Exercise prompt >> Using the records that follow, work out the number of lines with the word "registry" in them; reply with that number only.

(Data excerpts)
= Beginning of Section =
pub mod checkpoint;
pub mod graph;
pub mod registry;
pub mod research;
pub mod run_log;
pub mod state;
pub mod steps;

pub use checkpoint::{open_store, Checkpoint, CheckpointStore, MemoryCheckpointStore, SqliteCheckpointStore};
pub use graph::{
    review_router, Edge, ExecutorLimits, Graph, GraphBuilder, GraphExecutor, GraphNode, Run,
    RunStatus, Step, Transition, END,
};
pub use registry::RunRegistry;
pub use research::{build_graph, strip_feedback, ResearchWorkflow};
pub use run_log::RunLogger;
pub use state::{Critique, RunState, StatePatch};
= End of Section =
Solution for this problem >> 2